The Cochrane Collaboration Risk of Bias tool was used to assess potential sources of bias: selection, performance, detection, attrition and reporting bias18. We scored per included RCT each type of bias as follows: low, high, or unclear risk of bias. Risk of bias was scored high in case of broken randomization, absent blinding of participants, absence of allocation concealment, and in case of large number of missing outcome data, or exclusion of patients. Since the outcome of interest was based on laboratory measurements, we considered for all RCTs, including the open-label RCTs, the risk of bias “low” with regard to blinding of outcome assessment.
Statistical analysis
First, we performed a pairwise random-effects meta-analysis for the effect of statin vs control on eGFR and proteinuria decline. For eGFR decline we used the weighted mean difference (WMD) as measure for the pooled estimates. For proteinuria we estimated standardized mean differences (SMD) to account for different methods to express proteinuria: urinary albumin to creatinine ratio, urinary protein excretion, urinary albumin excretion, or log-transformed protein excretion. Statistical heterogeneity was assessed by the I2-statistic, which quantifies the variation across studies due to heterogeneity rather than chance19. We used meta-regression to evaluate whether heterogeneity could be explained by age, sex, diabetes, blood pressure, baseline LDL, change in LDL, or risk of bias. Finally, we assessed the presence of publication bias visually with a funnel plot and formally by the Egger’s test20,21. This rank-based method estimates the number and outcomes of missing unpublished studies, and adjusts the estimate after incorporating these theoretical studies.

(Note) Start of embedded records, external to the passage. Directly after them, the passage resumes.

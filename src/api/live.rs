//! Live chat channel: one WebSocket per open delivery chat.

use async_trait::async_trait;
use futures::{
    SinkExt, StreamExt,
    stream::{SplitSink, SplitStream},
};
use std::sync::Arc;
use tokio::{
    net::TcpStream,
    sync::{Mutex, broadcast, watch},
    task::JoinHandle,
};
use tokio_tungstenite::{MaybeTlsStream, WebSocketStream, connect_async, tungstenite::Message};

use super::models::ChatMessage;
use crate::{error::RemoteError, session::SessionStore};

/// Transport state of the live channel, independent of message loading.
#[derive(Clone, Copy, Debug, PartialEq, Eq)]
pub enum ConnectionState {
    Connecting,
    Connected,
    Disconnected,
    Error,
}

/// Duplex push channel carrying chat messages.
#[async_trait]
pub trait LiveChannel: Send + Sync {
    /// Open the channel for a delivery, replacing any previous connection.
    async fn connect(&self, delivery_id: i64) -> Result<(), RemoteError>;
    /// Close the channel whatever its current state.
    async fn close(&self);
    /// Inbound messages; subscribe before connecting to miss nothing.
    fn subscribe_messages(&self) -> broadcast::Receiver<ChatMessage>;
    fn connection_state(&self) -> watch::Receiver<ConnectionState>;
}

type WsStream = WebSocketStream<MaybeTlsStream<TcpStream>>;

/// WebSocket implementation of [`LiveChannel`].
pub struct ChatSocket {
    /// `ws://host/api` style root.
    ws_base_url: String,
    session: Arc<SessionStore>,
    messages: broadcast::Sender<ChatMessage>,
    state: Arc<watch::Sender<ConnectionState>>,
    sink: Mutex<Option<SplitSink<WsStream, Message>>>,
    reader: Mutex<Option<JoinHandle<()>>>,
}

impl ChatSocket {
    pub fn new(ws_base_url: impl Into<String>, session: Arc<SessionStore>) -> Self {
        let (messages, _) = broadcast::channel(64);
        let (state, _) = watch::channel(ConnectionState::Disconnected);
        Self {
            ws_base_url: ws_base_url.into(),
            session,
            messages,
            state: Arc::new(state),
            sink: Mutex::new(None),
            reader: Mutex::new(None),
        }
    }
}

#[async_trait]
impl LiveChannel for ChatSocket {
    async fn connect(&self, delivery_id: i64) -> Result<(), RemoteError> {
        self.close().await;

        let token = self
            .session
            .token()
            .await
            .ok_or_else(|| RemoteError::new("Not logged in"))?;
        let url = chat_url(&self.ws_base_url, delivery_id, &token);

        self.state.send_replace(ConnectionState::Connecting);
        let ws = match connect_async(url.as_str()).await {
            Ok((ws, _resp)) => ws,
            Err(e) => {
                tracing::warn!("chat socket connect failed for delivery {delivery_id}: {e}");
                self.state.send_replace(ConnectionState::Error);
                return Err(e.into());
            }
        };
        tracing::info!("chat socket connected for delivery {delivery_id}");
        self.state.send_replace(ConnectionState::Connected);

        let (sink, stream) = ws.split();
        *self.sink.lock().await = Some(sink);
        let handle = tokio::spawn(read_loop(
            stream,
            self.messages.clone(),
            self.state.clone(),
        ));
        *self.reader.lock().await = Some(handle);
        Ok(())
    }

    async fn close(&self) {
        if let Some(mut sink) = self.sink.lock().await.take() {
            // Best effort close frame; the peer may already be gone.
            let _ = sink.close().await;
        }
        if let Some(handle) = self.reader.lock().await.take() {
            handle.abort();
            let _ = handle.await;
        }
        self.state.send_replace(ConnectionState::Disconnected);
    }

    fn subscribe_messages(&self) -> broadcast::Receiver<ChatMessage> {
        self.messages.subscribe()
    }

    fn connection_state(&self) -> watch::Receiver<ConnectionState> {
        self.state.subscribe()
    }
}

/// Forward decoded frames until the peer closes or the transport fails.
async fn read_loop(
    mut stream: SplitStream<WsStream>,
    messages: broadcast::Sender<ChatMessage>,
    state: Arc<watch::Sender<ConnectionState>>,
) {
    while let Some(frame) = stream.next().await {
        match frame {
            Ok(Message::Text(text)) => match decode_frame(text.as_str()) {
                Some(msg) => {
                    // No receivers just means nobody is looking at the chat.
                    let _ = messages.send(msg);
                }
                None => tracing::debug!("dropped malformed chat frame"),
            },
            Ok(Message::Close(_)) => {
                tracing::info!("chat socket closed by peer");
                state.send_replace(ConnectionState::Disconnected);
                return;
            }
            Ok(_) => {}
            Err(e) => {
                tracing::warn!("chat socket error: {e}");
                state.send_replace(ConnectionState::Error);
                return;
            }
        }
    }
    state.send_replace(ConnectionState::Disconnected);
}

/// Chat endpoint for a delivery; the token travels as a query parameter.
fn chat_url(ws_base_url: &str, delivery_id: i64, token: &str) -> String {
    format!(
        "{}/ws/deliveries/{}/chat?token={}",
        ws_base_url.trim_end_matches('/'),
        delivery_id,
        urlencoding::encode(token)
    )
}

/// Parse an inbound frame; error objects and garbage yield `None`.
fn decode_frame(text: &str) -> Option<ChatMessage> {
    serde_json::from_str(text).ok()
}

#[cfg(test)]
mod tests {
    use super::*;
    use std::time::Duration;
    use tokio::{net::TcpListener, time::timeout};

    #[test]
    fn url_encodes_token() {
        assert_eq!(
            chat_url("ws://h:8080/api/", 5, "a b+c"),
            "ws://h:8080/api/ws/deliveries/5/chat?token=a%20b%2Bc"
        );
    }

    #[test]
    fn error_objects_are_not_messages() {
        assert!(decode_frame(r#"{"error":"forbidden"}"#).is_none());
        assert!(decode_frame("{oops").is_none());
        let ok = decode_frame(
            r#"{"id":1,"delivery_id":5,"sender_id":2,"sender_username":"sari",
                "sender_initial":"S","content":"hi","created_at":"2026-01-05T08:00:00Z"}"#,
        );
        assert_eq!(ok.map(|m| m.id), Some(1));
    }

    #[tokio::test]
    async fn connect_without_token_is_refused() {
        let socket = ChatSocket::new(
            "ws://127.0.0.1:9",
            Arc::new(SessionStore::in_memory(None, None)),
        );
        assert!(socket.connect(5).await.is_err());
        assert_eq!(
            *socket.connection_state().borrow(),
            ConnectionState::Disconnected
        );
    }

    #[tokio::test]
    async fn unreachable_server_sets_error_state() {
        let listener = TcpListener::bind("127.0.0.1:0").await.unwrap();
        let addr = listener.local_addr().unwrap();
        drop(listener);

        let socket = ChatSocket::new(
            format!("ws://{addr}"),
            Arc::new(SessionStore::in_memory(Some("tok"), Some(1))),
        );
        assert!(socket.connect(5).await.is_err());
        assert_eq!(*socket.connection_state().borrow(), ConnectionState::Error);
    }

    #[tokio::test]
    async fn forwards_valid_frames_and_drops_malformed_ones() {
        let listener = TcpListener::bind("127.0.0.1:0").await.unwrap();
        let addr = listener.local_addr().unwrap();
        let server = tokio::spawn(async move {
            let (tcp, _) = listener.accept().await.unwrap();
            let mut ws = tokio_tungstenite::accept_async(tcp).await.unwrap();
            ws.send(Message::Text("{not json".into())).await.unwrap();
            let valid = serde_json::json!({
                "id": 42, "delivery_id": 5, "sender_id": 2,
                "sender_username": "sari", "sender_initial": "S",
                "content": "arrived", "created_at": "2026-01-05T08:00:00Z"
            });
            ws.send(Message::Text(valid.to_string().into())).await.unwrap();
            while let Some(Ok(frame)) = ws.next().await {
                if frame.is_close() {
                    break;
                }
            }
        });

        let socket = ChatSocket::new(
            format!("ws://{addr}"),
            Arc::new(SessionStore::in_memory(Some("tok"), Some(1))),
        );
        let mut rx = socket.subscribe_messages();
        socket.connect(5).await.unwrap();
        assert_eq!(
            *socket.connection_state().borrow(),
            ConnectionState::Connected
        );

        let msg = timeout(Duration::from_secs(5), rx.recv())
            .await
            .unwrap()
            .unwrap();
        assert_eq!(msg.id, 42);

        socket.close().await;
        assert_eq!(
            *socket.connection_state().borrow(),
            ConnectionState::Disconnected
        );
        timeout(Duration::from_secs(5), server).await.unwrap().unwrap();
    }
}
use chrono::Utc;
use ratatui::{
    layout::{Constraint, Direction, Layout, Rect},
    style::{Color, Modifier, Style},
    text::{Line, Span},
    widgets::{Block, Borders, List, ListItem, Paragraph},
    Frame,
};

use crate::quests;
use crate::tui::App;

pub fn draw(f: &mut Frame, app: &App, area: Rect) {
    let chunks = Layout::default()
        .direction(Direction::Vertical)
        .constraints([
            Constraint::Length(9), // Stats + Quests row
            Constraint::Length(9), // Due + League row
            Constraint::Min(0),    // Recent sessions
        ])
        .split(area);

    let top_chunks = Layout::default()
        .direction(Direction::Horizontal)
        .constraints([Constraint::Percentage(50), Constraint::Percentage(50)])
        .split(chunks[0]);

    let mid_chunks = Layout::default()
        .direction(Direction::Horizontal)
        .constraints([Constraint::Percentage(50), Constraint::Percentage(50)])
        .split(chunks[1]);

    draw_stats(f, app, top_chunks[0]);
    draw_quests(f, app, top_chunks[1]);
    draw_due(f, app, mid_chunks[0]);
    draw_league(f, app, mid_chunks[1]);
    draw_recent_sessions(f, app, chunks[2]);
}

fn draw_stats(f: &mut Frame, app: &App, area: Rect) {
    let text = vec![
        Line::from(vec![
            Span::styled("XP: ", Style::default().fg(Color::Gray)),
            Span::styled(
                format!("{}", app.progress.xp_total),
                Style::default()
                    .fg(Color::White)
                    .add_modifier(Modifier::BOLD),
            ),
        ]),
        Line::from(vec![
            Span::styled("Streak: ", Style::default().fg(Color::Gray)),
            Span::styled(
                format!("{} days", app.progress.streak_days),
                Style::default().fg(if app.progress.streak_alive(Utc::now()) {
                    Color::Green
                } else {
                    Color::DarkGray
                }),
            ),
        ]),
        Line::from(vec![
            Span::styled("Due now: ", Style::default().fg(Color::Gray)),
            Span::styled(
                format!("{}", app.due_now),
                Style::default().fg(if app.due_now > 0 {
                    Color::Yellow
                } else {
                    Color::White
                }),
            ),
        ]),
        Line::from(vec![
            Span::styled("Hard items: ", Style::default().fg(Color::Gray)),
            Span::styled(
                format!("{}", app.hard),
                Style::default().fg(if app.hard > 0 {
                    Color::Red
                } else {
                    Color::White
                }),
            ),
        ]),
        Line::from(vec![
            Span::styled("Stations: ", Style::default().fg(Color::Gray)),
            Span::styled(
                format!(
                    "{}/{}",
                    app.progress.stations_done.len(),
                    app.stations.items.len()
                ),
                Style::default().fg(Color::Cyan),
            ),
        ]),
    ];

    let block = Block::default()
        .borders(Borders::ALL)
        .title(" Stats ")
        .title_style(Style::default().fg(Color::Cyan));

    let paragraph = Paragraph::new(text).block(block);
    f.render_widget(paragraph, area);
}

fn draw_quests(f: &mut Frame, app: &App, area: Rect) {
    let quest = &app.quest;
    let chest = if quest.chest_claimed {
        ("claimed", Color::DarkGray)
    } else if quest.goals_met() {
        ("ready!", Color::Yellow)
    } else {
        ("locked", Color::Gray)
    };

    let text = vec![
        Line::from(vec![
            Span::styled("Reviews: ", Style::default().fg(Color::Gray)),
            Span::styled(
                format!("{}/{}", quest.review_attempts, quests::REVIEW_GOAL),
                Style::default().fg(Color::White),
            ),
        ]),
        Line::from(vec![
            Span::styled("Cleared: ", Style::default().fg(Color::Gray)),
            Span::styled(
                format!("{}", quest.reviews_cleared),
                Style::default().fg(Color::Green),
            ),
        ]),
        Line::from(vec![
            Span::styled("Stations: ", Style::default().fg(Color::Gray)),
            Span::styled(
                format!("{}/{}", quest.stations_completed, quests::STATION_GOAL),
                Style::default().fg(Color::White),
            ),
        ]),
        Line::from(vec![
            Span::styled("Chest: ", Style::default().fg(Color::Gray)),
            Span::styled(chest.0, Style::default().fg(chest.1)),
        ]),
    ];

    let block = Block::default()
        .borders(Borders::ALL)
        .title(format!(" Quests ({}) ", quest.date))
        .title_style(Style::default().fg(Color::Yellow));

    let paragraph = Paragraph::new(text).block(block);
    f.render_widget(paragraph, area);
}

fn draw_due(f: &mut Frame, app: &App, area: Rect) {
    let buckets = &app.buckets;
    let mut lines = vec![Line::from(vec![
        Span::styled("<1h ", Style::default().fg(Color::Yellow)),
        Span::raw(format!("{}  ", buckets.within_hour.len())),
        Span::styled("today ", Style::default().fg(Color::Cyan)),
        Span::raw(format!("{}  ", buckets.today.len())),
        Span::styled("later ", Style::default().fg(Color::DarkGray)),
        Span::raw(format!("{}", buckets.later.len())),
    ])];
    for entry in buckets.within_hour.iter().take(4) {
        lines.push(Line::from(Span::styled(
            entry.kind.describe(),
            Style::default().fg(Color::White),
        )));
    }

    let block = Block::default()
        .borders(Borders::ALL)
        .title(" Review Queue ")
        .title_style(Style::default().fg(Color::Yellow));

    f.render_widget(Paragraph::new(lines).block(block), area);
}

fn draw_league(f: &mut Frame, app: &App, area: Rect) {
    let items: Vec<ListItem> = app
        .standings
        .iter()
        .enumerate()
        .take(6)
        .map(|(i, row)| {
            let style = if row.is_user {
                Style::default()
                    .fg(Color::Yellow)
                    .add_modifier(Modifier::BOLD)
            } else {
                Style::default().fg(Color::White)
            };
            ListItem::new(Line::from(vec![
                Span::styled(format!("{}. ", i + 1), Style::default().fg(Color::DarkGray)),
                Span::styled(format!("{:<10}", row.name), style),
                Span::styled(format!("{:>6} XP", row.xp), Style::default().fg(Color::Gray)),
            ]))
        })
        .collect();

    let block = Block::default()
        .borders(Borders::ALL)
        .title(format!(" League {} (rank {}) ", app.league_week, app.league_rank))
        .title_style(Style::default().fg(Color::Magenta));

    f.render_widget(List::new(items).block(block), area);
}

fn draw_recent_sessions(f: &mut Frame, app: &App, area: Rect) {
    let items: Vec<ListItem> = app
        .recent_sessions
        .iter()
        .map(|record| {
            let date = record.started_at.format("%b %d %H:%M").to_string();
            let rate = if record.answered == 0 {
                0
            } else {
                record.correct * 100 / record.answered
            };
            ListItem::new(Line::from(vec![
                Span::styled(format!("{:<14}", date), Style::default().fg(Color::DarkGray)),
                Span::styled(
                    format!("{:>3}/{:<3}", record.correct, record.answered),
                    Style::default().fg(Color::White),
                ),
                Span::styled(format!("  {}%", rate), Style::default().fg(Color::Cyan)),
            ]))
        })
        .collect();

    let block = Block::default()
        .borders(Borders::ALL)
        .title(" Recent Review Sessions ")
        .title_style(Style::default().fg(Color::Magenta));

    f.render_widget(List::new(items).block(block), area);
}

Second, we performed a random-effects network meta-analysis, following a frequentist approach. In case multiple dosages were reported, we analyzed high and low statin dosages as separate treatments. We took as outcome the WMD of annual kidney function decline and change of proteinuria expressed as SMD. We checked for transitivity and consistency. Transitivity was judged clinically; consistency was judged formally22. We tested for possible inconsistency globally using a χ2-test, and locally by calculating inconsistency factors for each comparison in closed loops. In case of minor inconsistencies, possible reasons for inconsistency were considered. Furthermore, we estimated for each statin, compared to control, the treatment effect with 95%-confidence intervals and prediction intervals. The prediction interval represents the expected range of true effects in similar (future) studies, and will be broader than the confidence interval in case of high heterogeneity23. Finally, for each statin, with or without ezetimibe, we calculated the surface under the cumulative ranking (SUCRA) line. We used the SUCRA to provide a hierarchic overview of treatments, and to give an impression of the most efficacious treatments24. The SUCRA takes into account for every treatment the cumulative probabilities of all possible rankings. If a treatment always ranks first, the SUCRA is 100% (or 1), and 0% (or 0) if it always ranks last25.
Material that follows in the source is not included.